Un enseignant du secondaire est déposé pour homophobie: « Le drapeau LGTBI offense »

L’enseignant d’Alicante déchire la banderole du cou d’un élève de 14 ans. Il a cultivé plus de controverses telles que laisser des photocopies de fœtus sur la table des enseignants et critiquer l’immigration et le féminisme.

Le professeur a déposé une démonstration.

Le professeur a déposé une démonstration.
TELECINCO

Celle du 17 décembre dernier était la dernière polémique du professeur Antonio Bas Olcina dans l’institut public Las Fuentes de Villena (Alicante). Le dernier et le plus bruyant. Depuis son arrivée en 2010, le discours homophobe, xénophobe et antiféministe que lui attribue une bonne partie des enseignants et des élèves a attiré non seulement l’attention de la communauté éducative mais aussi des familles. C’est maintenant le Gouvernement valencien qui a dû intervenir. La Ministère de l’Éducation a un ab

J’ai lancé une procédure disciplinaire pour avoir déchiré le drapeau arc-en-ciel – symbole du collectif

LGTBI

– du cou d’une écolière de 14 ans de manière «colérique et violente». La plus jeune l’avait emmenée sur le patio avec deux autres filles pour célébrer que l’une d’elles avait rendu publique son homosexualité.
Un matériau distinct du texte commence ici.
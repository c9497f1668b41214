//! Default configuration values.

/// Privacy parameter (inverse noise scale). Smaller means more noise.
pub const DEFAULT_EPSILON: f64 = 2.0;

/// Probability that a non-sentiment token is dropped.
pub const DEFAULT_TOKEN_DROP_RATE: f64 = 0.15;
Il ne l’a ni agité ni fait d’affichage, selon les sources consultées. Bas, qui est professeur de Plastic par opposition, a découvert sa colère face à l’attraction et a inculpé le groupe homosexuel. «Le drapeau est offensant», cria-t-il en ramenant l’enseigne vers lui, toujours nouée autour du cou de l’élève. « Ce que ce groupe représente est faux et ceux qui y font partie ont tort », leur a-t-il dit, comme ils l’ont dénoncé. Il

Consell

Il a ouvert un dossier informatif qui est immédiatement devenu disciplinaire après que l’inspecteur de zone a averti qu’il y avait plus que suffisamment de raisons de proposer une sanction, précisent des sources de l’exécutif régional. L’attitude de Bas n’est pas nouvelle. Il n’a jamais été un enseignant régulier et a cultivé de nombreuses controverses au fil des ans. Selon nombre de ses collègues, il n’a aucun problème à transmettre ses idées aux étudiants et aux enseignants, aussi offensantes soient-elles. Bas est défini comme un nostalgique du temps et des coutumes du passé. Il est, comme l’indiquent ceux qui le connaissent et qu’il se qualifie lui-même, d’ultra-catholique, anti-avortement, anti-immigration, négationniste du changement climatique et même, dénoncent-ils, prend le

L’histoire

sur ses terres, font remarquer les mêmes sources, « dites la vérité sur Al Andalus ». De plus, indiquent-ils, il est carliste. «Il porte la croix de Saint André ou de Bourgogne brodée sur ses chemises et ses vestes et ses proclamations au Christ-Roi sont constantes» et il porte un porte-clés de fœtus. Sa position sur ce qu’il considère comme la défense de la vie est si fervente que, par exemple, il n’y a pas longtemps, il a rempli la table dans la salle du personnel de l’institut de photocopie du foetus. Il n’est pas non plus d’accord, disent-ils, avec les programmes d’éducation sexuelle et la sévérité avec laquelle il censure ce type d’initiative a poussé la direction de l’institut où il travaille à retirer une campagne intitulée «  69 raons  » (motifs en espagnol) qu’il avait planifiée se développer au centre. Bas a utilisé les médias sociaux pour faire écho à des messages contre la communauté homosexuelle ou l’immigration. Il est également courant dans les manifestations pro-vie et dans l’une d’entre elles, il a fait des déclarations controversées pour une télévision. «Le féminisme prétend que l’avortement et l’avortement est un meurtre. Par conséquent, le féminisme tue. Au 17 décembre, ce que beaucoup considéraient comme un ton provocateur n’avait eu aucune conséquence. Après l’incident, le ministère de l’Éducation traite le dossier pour évaluer la gravité de l’infraction – légère, grave ou très grave – et, le cas échéant, propose la sanction correspondante.